Data entries
:::::

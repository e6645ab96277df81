use tokio::net::TcpListener;
use tracing::info;
use triplog::config::AppConfig;
use triplog::error::AppError;
use triplog::routes::create_router;
use triplog::services::trips::TripService;
use triplog::state::AppState;

#[tokio::main]
async fn main() -> Result<(), AppError> {
    dotenvy::dotenv().ok();
    init_logging();

    let config = AppConfig::from_env()?;
    let state = AppState::new(config.clone(), TripService::new());

    let app = create_router(state);

    let listener = TcpListener::bind(config.listen_addr).await?;
    info!("listening on {}", listener.local_addr()?);
    axum::serve(listener, app.into_make_service()).await?;

    Ok(())
}

fn init_logging() {
    use tracing_subscriber::{layer::SubscriberExt, util::SubscriberInitExt};

    let fmt_layer = tracing_subscriber::fmt::layer().with_target(false);
    let filter_layer = tracing_subscriber::EnvFilter::try_from_default_env()
        .unwrap_or_else(|_| "info,triplog=debug".into());

    tracing_subscriber::registry()
        .with(filter_layer)
        .with(fmt_layer)
        .init();
}
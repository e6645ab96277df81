use chrono::NaiveDateTime;
use serde::{Deserialize, Serialize};
use uuid::Uuid;

/// Raw trip values as they arrive from the form, before any parsing.
#[derive(Debug, Clone, Default, Deserialize)]
#[serde(default)]
pub struct TripFields {
    pub name: String,
    pub start_date_time: String,
    pub start_location: String,
    pub start_mileage: String,
    pub end_date_time: String,
    pub end_location: String,
    pub end_mileage: String,
}

/// A submission that passed every validation rule. Only
/// [`crate::validation::validate`] produces one.
#[derive(Debug, Clone, PartialEq)]
pub struct ValidatedTrip {
    pub(crate) name: String,
    pub(crate) start_date_time: NaiveDateTime,
    pub(crate) start_location: String,
    pub(crate) start_mileage: f64,
    pub(crate) end_date_time: NaiveDateTime,
    pub(crate) end_location: String,
    pub(crate) end_mileage: f64,
}

impl ValidatedTrip {
    pub fn distance(&self) -> f64 {
        self.end_mileage - self.start_mileage
    }
}

/// One logged vehicle trip. `distance` is derived from the mileages whenever
/// the record is built or replaced and cannot be set on its own.
#[derive(Debug, Clone, PartialEq, Serialize)]
pub struct TripRecord {
    id: Uuid,
    name: String,
    start_date_time: NaiveDateTime,
    start_location: String,
    start_mileage: f64,
    end_date_time: NaiveDateTime,
    end_location: String,
    end_mileage: f64,
    distance: f64,
}

impl TripRecord {
    pub fn new(id: Uuid, trip: ValidatedTrip) -> Self {
        let distance = trip.distance();
        Self {
            id,
            name: trip.name,
            start_date_time: trip.start_date_time,
            start_location: trip.start_location,
            start_mileage: trip.start_mileage,
            end_date_time: trip.end_date_time,
            end_location: trip.end_location,
            end_mileage: trip.end_mileage,
            distance,
        }
    }

    /// Same id, new field values.
    pub fn replaced(&self, trip: ValidatedTrip) -> Self {
        Self::new(self.id, trip)
    }

    pub fn id(&self) -> Uuid {
        self.id
    }

    pub fn name(&self) -> &str {
        &self.name
    }

    pub fn start_date_time(&self) -> NaiveDateTime {
        self.start_date_time
    }

    pub fn start_location(&self) -> &str {
        &self.start_location
    }

    pub fn start_mileage(&self) -> f64 {
        self.start_mileage
    }

    pub fn end_date_time(&self) -> NaiveDateTime {
        self.end_date_time
    }

    pub fn end_location(&self) -> &str {
        &self.end_location
    }

    pub fn end_mileage(&self) -> f64 {
        self.end_mileage
    }

    pub fn distance(&self) -> f64 {
        self.distance
    }

    /// Field values in the shape the form submits them, for editing.
    pub fn to_fields(&self) -> TripFields {
        TripFields {
            name: self.name.clone(),
            start_date_time: self.start_date_time.format(FORM_DATE_TIME).to_string(),
            start_location: self.start_location.clone(),
            start_mileage: self.start_mileage.to_string(),
            end_date_time: self.end_date_time.format(FORM_DATE_TIME).to_string(),
            end_location: self.end_location.clone(),
            end_mileage: self.end_mileage.to_string(),
        }
    }
}

/// `datetime-local` input format.
pub const FORM_DATE_TIME: &str = "%Y-%m-%dT%H:%M";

:::::

• _Task objective_
Print the entire set of records again, exactly.

• _Completed task_
repository e6645ab96277df81
use tokio::net::TcpListener;
use tracing::info;
use triplog::config::AppConfig;
use triplog::error::AppError;
use triplog::routes::create_router;
use triplog::services::trips::TripService;
use triplog::state::AppState;

#[tokio::main]
async fn main() -> Result<(), AppError> {
    dotenvy::dotenv().ok();
    init_logging();

    let config = AppConfig::from_env()?;
    let state = AppState::new(config.clone(), TripService::new());

    let app = create_router(state);

    let listener = TcpListener::bind(config.listen_addr).await?;
    info!("listening on {}", listener.local_addr()?);
    axum::serve(listener, app.into_make_service()).await?;

    Ok(())
}

fn init_logging() {
    use tracing_subscriber::{layer::SubscriberExt, util::SubscriberInitExt};

    let fmt_layer = tracing_subscriber::fmt::layer().with_target(false);
    let filter_layer = tracing_subscriber::EnvFilter::try_from_default_env()
        .unwrap_or_else(|_| "info,triplog=debug".into());

    tracing_subscriber::registry()
        .with(filter_layer)
        .with(fmt_layer)
        .init();
}
repository e6645ab96277df81
use chrono::NaiveDateTime;
use serde::{Deserialize, Serialize};
use uuid::Uuid;

/// Raw trip values as they arrive from the form, before any parsing.
#[derive(Debug, Clone, Default, Deserialize)]
#[serde(default)]
pub struct TripFields {
    pub name: String,
    pub start_date_time: String,
    pub start_location: String,
    pub start_mileage: String,
    pub end_date_time: String,
    pub end_location: String,
    pub end_mileage: String,
}

/// A submission that passed every validation rule. Only
/// [`crate::validation::validate`] produces one.
#[derive(Debug, Clone, PartialEq)]
pub struct ValidatedTrip {
    pub(crate) name: String,
    pub(crate) start_date_time: NaiveDateTime,
    pub(crate) start_location: String,
    pub(crate) start_mileage: f64,
    pub(crate) end_date_time: NaiveDateTime,
    pub(crate) end_location: String,
    pub(crate) end_mileage: f64,
}

impl ValidatedTrip {
    pub fn distance(&self) -> f64 {
        self.end_mileage - self.start_mileage
    }
}

/// One logged vehicle trip. `distance` is derived from the mileages whenever
/// the record is built or replaced and cannot be set on its own.
#[derive(Debug, Clone, PartialEq, Serialize)]
pub struct TripRecord {
    id: Uuid,
    name: String,
    start_date_time: NaiveDateTime,
    start_location: String,
    start_mileage: f64,
    end_date_time: NaiveDateTime,
    end_location: String,
    end_mileage: f64,
    distance: f64,
}

impl TripRecord {
    pub fn new(id: Uuid, trip: ValidatedTrip) -> Self {
        let distance = trip.distance();
        Self {
            id,
            name: trip.name,
            start_date_time: trip.start_date_time,
            start_location: trip.start_location,
            start_mileage: trip.start_mileage,
            end_date_time: trip.end_date_time,
            end_location: trip.end_location,
            end_mileage: trip.end_mileage,
            distance,
        }
    }

    /// Same id, new field values.
    pub fn replaced(&self, trip: ValidatedTrip) -> Self {
        Self::new(self.id, trip)
    }

    pub fn id(&self) -> Uuid {
        self.id
    }

    pub fn name(&self) -> &str {
        &self.name
    }

    pub fn start_date_time(&self) -> NaiveDateTime {
        self.start_date_time
    }

    pub fn start_location(&self) -> &str {
        &self.start_location
    }

    pub fn start_mileage(&self) -> f64 {
        self.start_mileage
    }

    pub fn end_date_time(&self) -> NaiveDateTime {
        self.end_date_time
    }

    pub fn end_location(&self) -> &str {
        &self.end_location
    }

    pub fn end_mileage(&self) -> f64 {
        self.end_mileage
    }

    pub fn distance(&self) -> f64 {
        self.distance
    }

    /// Field values in the shape the form submits them, for editing.
    pub fn to_fields(&self) -> TripFields {
        TripFields {
            name: self.name.clone(),
            start_date_time: self.start_date_time.format(FORM_DATE_TIME).to_string(),
            start_location: self.start_location.clone(),
            start_mileage: self.start_mileage.to_string(),
            end_date_time: self.end_date_time.format(FORM_DATE_TIME).to_string(),
            end_location: self.end_location.clone(),
            end_mileage: self.end_mileage.to_string(),
        }
    }
}

/// `datetime-local` input format.
pub const FORM_DATE_TIME: &str = "%Y-%m-%dT%H:%M";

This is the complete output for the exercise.